American political consultant

Michael Louis Connell (November 30, 1963 – December 19, 2008) was a high-level Republican consultant who was subpoenaed in a case regarding alleged tampering with the 2004 U.S. presidential election and a case involving thousands of missing emails pertaining to the political firing of U.S. Attorneys. Connell was killed when the plane he was flying crashed on December 19, 2008.

==Life==
Connell was originally from Illinois and lived in Bath Township, near Akron, Ohio. His company also maintained a website for the Swift Boat Veterans for Truth 527 group during the 2004 election.

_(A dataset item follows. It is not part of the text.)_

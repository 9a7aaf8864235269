//! Terminal output for release runs

pub mod console;

pub use console::Console;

==Request for protection==
In July 2008, the lead attorney in the King Lincoln Bronzeville Neighborhood Association v. Blackwell case, Cliff Arnebeck, sent a letter to U.S. Attorney General Michael Mukasey seeking protection for Connell as a witness in the case, saying he had been threatened. Arnebeck wrote, "We have been confidentially informed by a source we believe to be credible that Karl Rove has threatened Michael Connell, a principal witness we have identified in our King Lincoln case in federal court in Columbus, Ohio, that if he does not agree to 'take the fall' for election fraud in Ohio, his wife Heather will be prosecuted for supposed lobby law violations." Arnebeck claims that months later, his source called back and warned that Connell's life was in danger.

He was served with a subpoena in Ohio on September 22, 2008, in a case alleging that vote-tampering during the 2004 presidential election resulted in civil rights violations. Connell, president of GovTech Solutions and New Media Communications, was a website designer and IT professional and created a website for Ohio Secretary of State Ken Blackwell that presented the results of the 2004 election in real time as they were tabulated. At the time, Blackwell was also chairman of the Bush-Cheney 2004 reelection effort in Ohio. Connell refused to testify or to produce documents relating to the system used in the 2004 and 2006 elections, lawyers said.

==Death==
At about 6 p.m. on December 19, 2008, Connell was killed, at the age of 45, in the crash of a single-engine 1997 Piper Saratoga private airplane, which he was flying, which occurred in Lake Township, between 2.5 and 3 miles short of the runway at the Akron-Canton Airport near Akron, Ohio. Connell was alone in the plane and had been returning from the College Park Airport in Maryland, near Washington, D.C. The plane crashed on its final approach to the airport's main runway, between two houses, one of which was vacant. Connell had flown the plane from the Akron-Canton Airport to the College Park Airport on December 18, 2008; according to the Stark County, Ohio coroner, Connell had on his person a receipt for a breakfast he had purchased in Washington, D.C., on December 19, 2008.

On December 31, 2008, it was reported that air traffic controllers had noted that Connell was off course, that they had been in communication with him regarding this, and that he had been trying to get back on course at the time of the crash. There were reported to have been no signs of mechanical problems with the plane.

The National Transportation Safety Board published its final report into the accident that killed Connell on January 28, 2010. The board concluded that Connell had lost control of the aircraft as a result of disorientation while turning in cloud. During a pre-flight briefing Connell had commented that he wanted to return to Akron before the weather "went from bad to worse". Several other pilots in the vicinity had reported severe icing at the time of the crash; Connell's aircraft was not equipped or approved to fly in icing conditions.